# Problem description:
Up to and including the line with "the tokio runtime", restate the records below word for word, beginning with their first line.

# Source data:
//! Database manager implementation
//!
//! This module provides database connection management with:
//! - SQLite connection pool using r2d2
//! - Async wrappers that keep blocking work off the tokio runtime
//! - Transaction support for check-then-write sequences

use crate::core::error::{ChatError, Result};
use r2d2::{Pool, PooledConnection};
use r2d2_sqlite::SqliteConnectionManager;
use rusqlite::{Connection, TransactionBehavior};
use std::path::{Path, PathBuf};
use std::time::Duration;
use tokio::task;

/// Database manager with connection pool
pub struct DatabaseManager {
    pool: Pool<SqliteConnectionManager>,
    db_path: PathBuf,
}

impl DatabaseManager {
    /// Create a new DatabaseManager with the specified database path and pool size
    pub fn new(db_path: &Path, pool_size: u32, busy_timeout: Duration) -> Result<Self> {
        if let Some(parent) = db_path.parent() {
            std::fs::create_dir_all(parent).map_err(|_e| {
                ChatError::DatabaseError(rusqlite::Error::InvalidPath(parent.to_path_buf()))
            })?;
        }

        let manager = SqliteConnectionManager::file(db_path).with_init(move |conn| {
            conn.execute_batch("PRAGMA foreign_keys = ON;")?;
            conn.busy_timeout(busy_timeout)?;
            // WAL mode for concurrent readers alongside a writer
            conn.execute_batch("PRAGMA journal_mode = WAL;")?;
            Ok(())
        });

        let pool = Pool::builder()
            .max_size(pool_size)
            .connection_timeout(Duration::from_secs(30))
            .build(manager)
            .map_err(|_e| ChatError::DatabaseError(rusqlite::Error::InvalidQuery))?;

        let manager = Self {
            pool,
            db_path: db_path.to_path_buf(),
        };

        manager.migrate()?;

        Ok(manager)
    }

    /// Create a new DatabaseManager with an in-memory database for testing
    pub fn new_in_memory() -> Result<Self> {
        let manager = SqliteConnectionManager::memory().with_init(|conn| {
            conn.execute_batch("PRAGMA foreign_keys = ON;")?;
            Ok(())
        });

        // In-memory databases must use a single connection: each new
        // connection would see its own empty database
        let pool = Pool::builder()
            .max_size(1)
            .connection_timeout(Duration::from_secs(30))
            .build(manager)
            .map_err(|_e| ChatError::DatabaseError(rusqlite::Error::InvalidQuery))?;

        let manager = Self {
            pool,
            db_path: PathBuf::from(":memory:"),
        };

        manager.migrate()?;

        Ok(manager)
    }

    /// Get a connection from the pool
    pub fn get_connection(&self) -> Result<PooledConnection<SqliteConnectionManager>> {
        self.pool
            .get()
            .map_err(|_e| ChatError::DatabaseError(rusqlite::Error::InvalidQuery))
    }

    /// Execute a database operation asynchronously
    ///
    /// This wraps synchronous database operations in tokio::task::spawn_blocking
    /// to avoid blocking the async runtime.
    pub async fn execute<F, T>(&self, f: F) -> Result<T>
    where
        F: FnOnce(&Connection) -> Result<T> + Send + 'static,
        T: Send + 'static,
    {
        let pool = self.pool.clone();

        task::spawn_blocking(move || {
            let conn = pool
                .get()
                .map_err(|_e| ChatError::DatabaseError(rusqlite::Error::InvalidQuery))?;
            f(&conn)
        })
        .await
        .map_err(|e| ChatError::TaskError(format!("Database task panicked: {}", e)))?
    }

    /// Execute a database operation within a transaction
    ///
    /// The transaction is automatically committed if the closure returns Ok,
    /// or rolled back if it returns Err. All uniqueness checks that guard a
    /// write run through here so check and write are a single atomic unit.
    ///
    /// Transactions begin IMMEDIATE: the write lock is taken at BEGIN, so a
    /// concurrent check-then-write sees the first writer's commit instead of
    /// a stale read followed by a constraint failure.
    pub async fn transaction<F, T>(&self, f: F) -> Result<T>
    where
        F: FnOnce(&rusqlite::Transaction) -> Result<T> + Send + 'static,
        T: Send + 'static,
    {
        let pool = self.pool.clone();

        task::spawn_blocking(move || {
            let mut conn = pool
                .get()
                .map_err(|_e| ChatError::DatabaseError(rusqlite::Error::InvalidQuery))?;

            let tx = conn
                .transaction_with_behavior(TransactionBehavior::Immediate)
                .map_err(ChatError::DatabaseError)?;
            let result = f(&tx)?;
            tx.commit().map_err(ChatError::DatabaseError)?;

            Ok(result)
        })
        .await
        .map_err(|e| ChatError::TaskError(format!("Transaction task panicked: {}", e)))?
    }

    /// Execute database migrations
    pub fn migrate(&self) -> Result<()> {
        let conn = self.get_connection()?;
        crate::db::migrations::run_migrations(&conn)
    }

    /// Get the database file path
    pub fn db_path(&self) -> &Path {
        &self.db_path
    }

    /// Get the current pool size
    pub fn pool_size(&self) -> u32 {
        self.pool.max_size()
    }
}

impl Clone for DatabaseManager {
    fn clone(&self) -> Self {
        Self {
            pool: self.pool.clone(),
            db_path: self.db_path.clone(),
        }
    }
}

#[cfg(test)]
mod tests {
    use super::*;
    use tempfile::TempDir;

    fn create_test_db() -> (DatabaseManager, TempDir) {
        let temp_dir = TempDir::new().unwrap();
        let db_path = temp_dir.path().join("test.db");
        let manager = DatabaseManager::new(&db_path, 5, Duration::from_secs(5)).unwrap();
        (manager, temp_dir)
    }

    #[test]
    fn test_database_manager_creation() {
        let (manager, _temp_dir) = create_test_db();
        assert_eq!(manager.pool_size(), 5);
    }

    #[test]
    fn test_get_connection() {
        let (manager, _temp_dir) = create_test_db();
        let conn = manager.get_connection();
        assert!(conn.is_ok());
    }

    #[tokio::test]
    async fn test_execute_async() {
        let (manager, _temp_dir) = create_test_db();

        let result = manager
            .execute(|conn| {
                conn.execute("CREATE TABLE test (id INTEGER PRIMARY KEY, name TEXT)", [])
                    .map_err(ChatError::DatabaseError)?;
                Ok(())
            })
            .await;

        assert!(result.is_ok());
    }

    #[tokio::test]
    async fn test_transaction_commit() {
        let (manager, _temp_dir) = create_test_db();

        manager
            .execute(|conn| {
                conn.execute("CREATE TABLE test (id INTEGER PRIMARY KEY, value INTEGER)", [])
                    .map_err(ChatError::DatabaseError)?;
                Ok(())
            })
            .await
            .unwrap();

        let result = manager
            .transaction(|tx| {
                tx.execute("INSERT INTO test (value) VALUES (?)", [42])
                    .map_err(ChatError::DatabaseError)?;
                Ok(())
            })
            .await;

        assert!(result.is_ok());

        let count: i64 = manager
            .execute(|conn| {
                conn.query_row("SELECT COUNT(*) FROM test", [], |row| row.get(0))
                    .map_err(ChatError::DatabaseError)
            })
            .await
            .unwrap();

        assert_eq!(count, 1);
    }

    #[tokio::test]
    async fn test_transaction_rollback() {
        let (manager, _temp_dir) = create_test_db();

        manager
            .execute(|conn| {
                conn.execute("CREATE TABLE test (id INTEGER PRIMARY KEY, value INTEGER)", [])
                    .map_err(ChatError::DatabaseError)?;
                Ok(())
            })
            .await
            .unwrap();

        let result: Result<()> = manager
            .transaction(|tx| {
                tx.execute("INSERT INTO test (value) VALUES (?)", [42])
                    .map_err(ChatError::DatabaseError)?;
                Err(ChatError::InvalidRequest("test error".into()))
            })
            .await;

        assert!(result.is_err());

        let count: i64 = manager
            .execute(|conn| {
                conn.query_row("SELECT COUNT(*) FROM test", [], |row| row.get(0))
                    .map_err(ChatError::DatabaseError)
            })
            .await
            .unwrap();

        assert_eq!(count, 0);
    }

    #[tokio::test]
    async fn test_in_memory_database() {
        let manager = DatabaseManager::new_in_memory().unwrap();
        assert_eq!(manager.pool_size(), 1);

        // Migrations ran: the members table exists
        let count: i64 = manager
            .execute(|conn| {
                conn.query_row("SELECT COUNT(*) FROM members", [], |row| row.get(0))
                    .map_err(ChatError::DatabaseError)
            })
            .await
            .unwrap();
        assert_eq!(count, 0);
    }
}
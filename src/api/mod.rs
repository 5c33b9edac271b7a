//! HTTP API module

pub mod extract;
pub mod handlers;
pub mod routes;
pub mod server;

pub use handlers::AppState;
pub use server::ApiServer;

# Solution to the exercise:
//! Database manager implementation
//!
//! This module provides database connection management with:
//! - SQLite connection pool using r2d2
//! - Async wrappers that keep blocking work off the tokio runtime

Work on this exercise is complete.